Radu Muntean : C’était la scène la plus difficile à faire parce que je voulais tourner, comme dans le reste du film, cette séquence en un plan. Je ne voulais pas faire rapprocher ce moment du cinéma d’action traditionnel, où les coups de poings sont cachés par un montage composé de plans alternés. Nous avons tourné le film chronologiquement parce que nous nous attendions à des bleus, tout en répétant un maximum en amont ce morceau du récit. Nous avions au départ fait appel à un coordinateur des cascades que nous n’avons pas gardé parce qu’il entrainait les acteurs à réagir de manière trop préparée aux coups qu’ils allaient recevoir. Nous avons tout de même répété certains mouvements, afin d’avoir une idée générale de comment les coups allaient être portés. J’avais peur qu’à l’image la crédibilité s’effondre. Nous l’avons tourné une première fois, qui s’est révélée être très mauvaise. Iulian Postelnicu, qui incarne le voisin Vali, fut légèrement blessé à la tête. Nous avons donc repensé la lutte et avons opéré de nouvelles prises le dernier jour de tournage. Heureusement, Iulian fait de la boxe hors des tournages et a su comment éviter au mieux de prendre des coups. Le plus difficile, ce fut cette minute et demie juste avant que le combat s’amorce, un échange dialogué intense, que nous avons refait trois ou quatre fois afin que la tension soit parfaite. Je n’ai malgré tout été convaincu qu’une fois sur le banc de montage, lorsque la séquence a été intégrée au reste.
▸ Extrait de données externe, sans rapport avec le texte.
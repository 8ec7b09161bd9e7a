// src/ingest/providers/nytimes.rs
use serde::Deserialize;
use serde_json::Value;
use std::sync::Arc;

use crate::error::IngestError;
use crate::ingest::config::SourceConfig;
use crate::ingest::types::{FetchJob, NewArticle, SourceAdapter};

const DEFAULT_ENDPOINT: &str = "https://api.nytimes.com/svc/news/v3/content/all/all.json";

#[derive(Debug, Deserialize)]
struct Payload {
    results: Vec<Item>,
}

#[derive(Debug, Deserialize)]
struct Item {
    title: Option<String>,
    url: Option<String>,
    #[serde(rename = "abstract")]
    summary: Option<String>,
    source: Option<String>,
    byline: Option<String>,
}

pub struct NyTimesAdapter {
    config: SourceConfig,
}

impl NyTimesAdapter {
    pub const KEY: &'static str = "nytimes";

    pub fn new(config: SourceConfig) -> Arc<dyn SourceAdapter> {
        Arc::new(Self { config })
    }
}

impl SourceAdapter for NyTimesAdapter {
    fn key(&self) -> &'static str {
        Self::KEY
    }

    fn name(&self) -> &'static str {
        "New York Times"
    }

    fn plan_fetch(&self) -> Result<FetchJob, IngestError> {
        let api_key = self.config.api_key().ok_or_else(|| {
            IngestError::config(
                self.name(),
                "the API key is missing; set NYTIMES_API_KEY or nytimes.api_key",
            )
        })?;

        // The newswire endpoint takes no search parameters; only the key is
        // sent regardless of what the config carries.
        let params = vec![("api-key".to_string(), api_key.to_string())];

        Ok(FetchJob {
            source_key: Self::KEY.to_string(),
            endpoint: self.config.endpoint_or(DEFAULT_ENDPOINT),
            params,
        })
    }

    fn normalize(&self, payload: &Value) -> Result<Vec<NewArticle>, IngestError> {
        let parsed: Payload = serde_json::from_value(payload.clone())
            .map_err(|e| IngestError::normalization(self.name(), e.to_string()))?;

        let mut out = Vec::with_capacity(parsed.results.len());
        for item in parsed.results {
            let (Some(url), Some(title)) = (item.url, item.title) else {
                tracing::warn!(provider = self.name(), "skipping article without url or title");
                continue;
            };
            out.push(NewArticle {
                title,
                url,
                source: item.source.unwrap_or_else(|| self.name().to_string()),
                description: item.summary,
                author: item.byline,
            });
        }
        Ok(out)
    }
}
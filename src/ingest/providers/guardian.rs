// src/ingest/providers/guardian.rs
use serde::Deserialize;
use serde_json::Value;
use std::sync::Arc;

use crate::error::IngestError;
use crate::ingest::config::SourceConfig;
use crate::ingest::types::{FetchJob, NewArticle, SourceAdapter};

const DEFAULT_ENDPOINT: &str = "https://content.guardianapis.com/search";

#[derive(Debug, Deserialize)]
struct Payload {
    response: Inner,
}

#[derive(Debug, Deserialize)]
struct Inner {
    results: Vec<Item>,
}

#[derive(Debug, Deserialize)]
struct Item {
    #[serde(rename = "webTitle")]
    web_title: Option<String>,
    #[serde(rename = "webUrl")]
    web_url: Option<String>,
    #[serde(default)]
    tags: Vec<Tag>,
}

#[derive(Debug, Deserialize)]
struct Tag {
    #[serde(rename = "webTitle")]
    web_title: Option<String>,
}

pub struct GuardianAdapter {
    config: SourceConfig,
}

impl GuardianAdapter {
    pub const KEY: &'static str = "the_guardian";

    pub fn new(config: SourceConfig) -> Arc<dyn SourceAdapter> {
        Arc::new(Self { config })
    }
}

/// Contributor tags become a single byline: empty when nobody is credited,
/// otherwise "By A And B".
fn byline(tags: &[Tag]) -> String {
    let names: Vec<&str> = tags
        .iter()
        .filter_map(|t| t.web_title.as_deref())
        .collect();
    if names.is_empty() {
        return String::new();
    }
    format!("By {}", names.join(" And "))
}

impl SourceAdapter for GuardianAdapter {
    fn key(&self) -> &'static str {
        Self::KEY
    }

    fn name(&self) -> &'static str {
        "The Guardian"
    }

    fn plan_fetch(&self) -> Result<FetchJob, IngestError> {
        let api_key = self.config.api_key().ok_or_else(|| {
            IngestError::config(
                self.name(),
                "the API key is missing; set THEGUARDIAN_API_KEY or the_guardian.api_key",
            )
        })?;

        if let Some(format) = self.config.param("format") {
            if !format.is_empty() && !format.contains("json") {
                return Err(IngestError::config(
                    self.name(),
                    "only the 'json' response format is supported",
                ));
            }
        }

        if self.config.param("callback").is_some_and(|v| !v.is_empty()) {
            return Err(IngestError::config(
                self.name(),
                "the 'callback' parameter is not supported; remove it",
            ));
        }

        // Author attribution is derived from contributor tags, so the fetch
        // must ask for them.
        let has_contributor = self
            .config
            .param("show-tags")
            .map(|v| v.contains("contributor"))
            .unwrap_or(false);
        if !has_contributor {
            return Err(IngestError::config(
                self.name(),
                "the 'show-tags' parameter must include 'contributor'",
            ));
        }

        let mut params: Vec<(String, String)> = self
            .config
            .parameters
            .iter()
            .map(|(k, v)| (k.clone(), v.to_query_value()))
            .collect();
        params.push(("api-key".to_string(), api_key.to_string()));

        Ok(FetchJob {
            source_key: Self::KEY.to_string(),
            endpoint: self.config.endpoint_or(DEFAULT_ENDPOINT),
            params,
        })
    }

    fn normalize(&self, payload: &Value) -> Result<Vec<NewArticle>, IngestError> {
        let parsed: Payload = serde_json::from_value(payload.clone())
            .map_err(|e| IngestError::normalization(self.name(), e.to_string()))?;

        let mut out = Vec::with_capacity(parsed.response.results.len());
        for item in parsed.response.results {
            // The canonical dedup key is the normalized `url`, which for the
            // Guardian is always `webUrl`.
            let (Some(url), Some(title)) = (item.web_url, item.web_title) else {
                tracing::warn!(
                    provider = self.name(),
                    "skipping article without webUrl or webTitle"
                );
                continue;
            };
            out.push(NewArticle {
                title,
                url,
                source: self.name().to_string(),
                description: None,
                author: Some(byline(&item.tags)),
            });
        }
        Ok(out)
    }
}

#[cfg(test)]
mod tests {
    use super::*;

    fn tag(name: &str) -> Tag {
        Tag {
            web_title: Some(name.to_string()),
        }
    }

    #[test]
    fn byline_joins_contributors_with_and() {
        assert_eq!(byline(&[]), "");
        assert_eq!(byline(&[tag("Alex Hern")]), "By Alex Hern");
        assert_eq!(
            byline(&[tag("Alex Hern"), tag("Dan Milmo")]),
            "By Alex Hern And Dan Milmo"
        );
    }
}
// src/ingest/types.rs
use serde_json::Value;

use crate::error::IngestError;

/// An article candidate produced by a provider's normalizer, not yet
/// persisted. The store assigns the id and timestamps on insert.
#[derive(Debug, Clone, PartialEq, Eq, serde::Serialize, serde::Deserialize)]
pub struct NewArticle {
    pub title: String,
    pub url: String,
    pub source: String,
    pub description: Option<String>,
    pub author: Option<String>,
}

/// A validated outbound request, ready for the worker queue.
#[derive(Debug, Clone)]
pub struct FetchJob {
    pub source_key: String,
    pub endpoint: String,
    pub params: Vec<(String, String)>,
}

/// Provider-specific fetch planning and payload normalization.
///
/// `plan_fetch` validates configuration and builds the request without any
/// network I/O; the actual HTTP call happens on the worker pool, which hands
/// the raw JSON body back to `normalize`.
pub trait SourceAdapter: Send + Sync {
    /// Stable config key, e.g. `news_api`.
    fn key(&self) -> &'static str;

    /// Human-readable provider name used in logs and errors.
    fn name(&self) -> &'static str;

    fn plan_fetch(&self) -> Result<FetchJob, IngestError>;

    /// Map a raw provider payload onto canonical article candidates,
    /// preserving payload order.
    fn normalize(&self, payload: &Value) -> Result<Vec<NewArticle>, IngestError>;
}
Allociné : Après le film il y a eu Cannes, un endroit qui ne vous est pas inconnu puisque c’est la troisième fois que vous y présentez une de vos œuvres. Quelle a été votre impression vis-à-vis de ce festival ?
Radu Muntean : C’est l’endroit parfait où être je crois. La situation n’est pas joyeuse pour le cinéma roumain, les spectateurs s’y rendent de moins en moins. La visibilité qu’offre un tel festival, sans doute le plus grand du monde, est donc idéale. C’est très fatigant, il y a beaucoup d’interviews à conduire mais comment s’en plaindre ? On n’y vient pas pour avoir des vacances mais pour promouvoir le film.